The People's Republic of China (PRC) and Greece established official diplomatic relations in 1972. The PRC has an embassy in Athens. Greece has an embassy in Beijing and three general consulates in Guangzhou, Hong-Kong and since 2005 in Shanghai. The two countries formed a strategic partnership in 2006.

In the early years of the Cold War, Greece, like most other Western European countries, recognized the Chinese Nationalist Government of Chiang Kai-shek as being the legitimate governing authority of China, despite Chiang only controlling a rump state on Taiwan. Greek forces fought against Chinese forces during the Korean War.

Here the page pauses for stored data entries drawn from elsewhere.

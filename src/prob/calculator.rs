//! Probability estimation.
//!
//! Monte Carlo is the general path: run seeded games through the
//! engine, test each record against the request, divide. Opening-hand
//! requests additionally have an exact closed form under the mulligan
//! condition, which the tests use to cross-check the simulator.

use crate::core::{ConfigError, GameRng, OPENING_HAND_SIZE};
use crate::sim::{GameRecord, SimulationEngine};

use super::hypergeom::at_least_one;
use super::report::{ClosedFormTerms, ProbabilityReport};
use super::request::CalculationRequest;

/// Answers [`CalculationRequest`]s against a configured engine.
pub struct ProbabilityCalculator<'a> {
    engine: &'a SimulationEngine,
}

impl<'a> ProbabilityCalculator<'a> {
    #[must_use]
    pub fn new(engine: &'a SimulationEngine) -> Self {
        Self { engine }
    }

    /// Monte Carlo estimate over `trials` games.
    ///
    /// Game `i` runs on its own stream derived from `(seed, i)`, so an
    /// estimate is reproducible from the seed alone. Games that
    /// exhaust their mulligans are excluded from the denominator.
    /// Request bounds are checked by the facade before this runs.
    #[must_use]
    pub fn estimate(
        &self,
        request: &CalculationRequest,
        trials: u64,
        seed: u64,
    ) -> ProbabilityReport {
        let max_turn = request.max_turn();
        let targets = request.targets();

        let mut success_count = 0u64;
        let mut total_valid = 0u64;
        for game_index in 0..trials {
            let rng = GameRng::for_game(seed, game_index);
            let record = self.engine.simulate_single_game(max_turn, targets, rng);
            if !record.valid {
                continue;
            }
            total_valid += 1;
            if self.satisfies(request, &record) {
                success_count += 1;
            }
        }
        ProbabilityReport::from_simulation(request.clone(), success_count, total_valid, trials)
    }

    /// Whether one simulated game answers the request's question with
    /// yes.
    fn satisfies(&self, request: &CalculationRequest, record: &GameRecord) -> bool {
        let spec = self.engine.spec();
        match request {
            CalculationRequest::PreferredOpening { preferred_basics } => {
                // At least one preferred Basic in the opening hand.
                record.opening_hand().iter().any(|name| {
                    spec.card_type_of(name).is_some_and(|t| t.is_basic())
                        && preferred_basics.iter().any(|p| p == name)
                })
            }
            CalculationRequest::NonPreferredOpening {
                non_preferred_basics,
            } => {
                // Every Basic in the opening hand is from the list. The
                // mulligan already guarantees there is at least one.
                record.opening_hand().iter().all(|name| {
                    match spec.card_type_of(name) {
                        Some(t) if t.is_basic() => {
                            non_preferred_basics.iter().any(|p| p == name)
                        }
                        _ => true,
                    }
                })
            }
            CalculationRequest::MultiCard { target_cards, .. } => {
                // Every target held at once, at the end of the final
                // turn. A target consumed along the way does not count.
                target_cards.iter().all(|t| record.final_hand_contains(t))
            }
        }
    }

    /// Exact answer for opening-hand requests.
    ///
    /// Both shapes are conditional on the mulligan succeeding:
    /// P(hand matches | hand holds a Basic). Multi-card requests depend
    /// on effect play and have no closed form.
    pub fn closed_form(
        &self,
        request: &CalculationRequest,
    ) -> Result<ProbabilityReport, ConfigError> {
        request.validate()?;
        let spec = self.engine.spec();
        let population = spec.total_count() as u64;
        let draws = OPENING_HAND_SIZE as u64;
        let total_basics = spec.count_matching(|e| e.card_type.is_basic()) as u64;
        let p_any_basic = at_least_one(population, total_basics, draws);

        let (target_count, raw_probability, note) = match request {
            CalculationRequest::PreferredOpening { preferred_basics } => {
                let preferred = spec.count_matching(|e| {
                    e.card_type.is_basic() && preferred_basics.iter().any(|n| n == &e.name)
                }) as u64;
                if total_basics == 0 {
                    (
                        preferred,
                        0.0,
                        Some("deck has no Basic Pokemon; every game mulligans out".to_string()),
                    )
                } else if preferred == 0 {
                    (
                        0,
                        0.0,
                        Some("none of the preferred Basics are in the deck".to_string()),
                    )
                } else {
                    (
                        preferred,
                        at_least_one(population, preferred, draws) / p_any_basic,
                        None,
                    )
                }
            }
            CalculationRequest::NonPreferredOpening {
                non_preferred_basics,
            } => {
                let listed = spec.count_matching(|e| {
                    e.card_type.is_basic() && non_preferred_basics.iter().any(|n| n == &e.name)
                }) as u64;
                if total_basics == 0 {
                    (
                        listed,
                        0.0,
                        Some("deck has no Basic Pokemon; every game mulligans out".to_string()),
                    )
                } else if listed == 0 {
                    (
                        0,
                        0.0,
                        Some("none of the non-preferred Basics are in the deck".to_string()),
                    )
                } else {
                    let complement = total_basics - listed;
                    if complement == 0 {
                        (
                            listed,
                            1.0,
                            Some("every Basic in the deck is on the non-preferred list"
                                .to_string()),
                        )
                    } else {
                        (
                            listed,
                            1.0 - at_least_one(population, complement, draws) / p_any_basic,
                            None,
                        )
                    }
                }
            }
            CalculationRequest::MultiCard { .. } => {
                return Err(ConfigError::UnsupportedClosedForm)
            }
        };

        Ok(ProbabilityReport::from_closed_form(
            request.clone(),
            ClosedFormTerms {
                total_basics,
                target_count,
                p_any_basic,
                raw_probability,
            },
            note,
        ))
    }
}

#[cfg(feature = "parallel")]
mod par {
    //! Rayon-parallel batch estimation.

    use rayon::prelude::*;

    use super::*;

    impl<'a> ProbabilityCalculator<'a> {
        /// Parallel [`estimate`](ProbabilityCalculator::estimate).
        ///
        /// Identical results to the sequential path for a given seed,
        /// regardless of thread count, because each game derives its
        /// stream from `(seed, index)` rather than from thread state.
        #[must_use]
        pub fn estimate_par(
            &self,
            request: &CalculationRequest,
            trials: u64,
            seed: u64,
        ) -> ProbabilityReport {
            let max_turn = request.max_turn();
            let targets = request.targets();

            let (success_count, total_valid) = (0..trials)
                .into_par_iter()
                .map(|game_index| {
                    let rng = GameRng::for_game(seed, game_index);
                    let record = self.engine.simulate_single_game(max_turn, targets, rng);
                    if !record.valid {
                        (0u64, 0u64)
                    } else if self.satisfies(request, &record) {
                        (1, 1)
                    } else {
                        (0, 1)
                    }
                })
                .reduce(|| (0, 0), |a, b| (a.0 + b.0, a.1 + b.1));

            ProbabilityReport::from_simulation(request.clone(), success_count, total_valid, trials)
        }
    }
}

In June 1972, in the aftermath of Richard Nixon's visit to Beijing and the People's Republic of China's admission to the United Nations, Greece switched recognition to the People's Republic, cutting off relations with Taiwan. Today, Taiwan maintains a "Taipei Representative Office in Athens", which is active in organizing various events and making statements to the Greek media; however, Greece adheres to a One China policy, and Taiwanese officials in Athens do not enjoy diplomatic or consular status.

In the 1980s, bilateral relations were strengthened when Greek Prime Minister Andreas Papandreou sought allies beyond Europe and the US in his policy of confronting Turkey over the Cyprus and Aegean disputes, and courted China under Deng Xiaoping. Greek shipowners also played an important role, by ordering many of their ships to be built in Chinese shipyards beginning in the 1980s, instead of British, German and Japanese shipyards (as had been the case since the late 19th century).

The Port of Piraeus (under Chinese management since 2009 and majority Chinese ownership since 2016) is important from a geostrategic view for China, as it helps China's transactions with the whole of Europe.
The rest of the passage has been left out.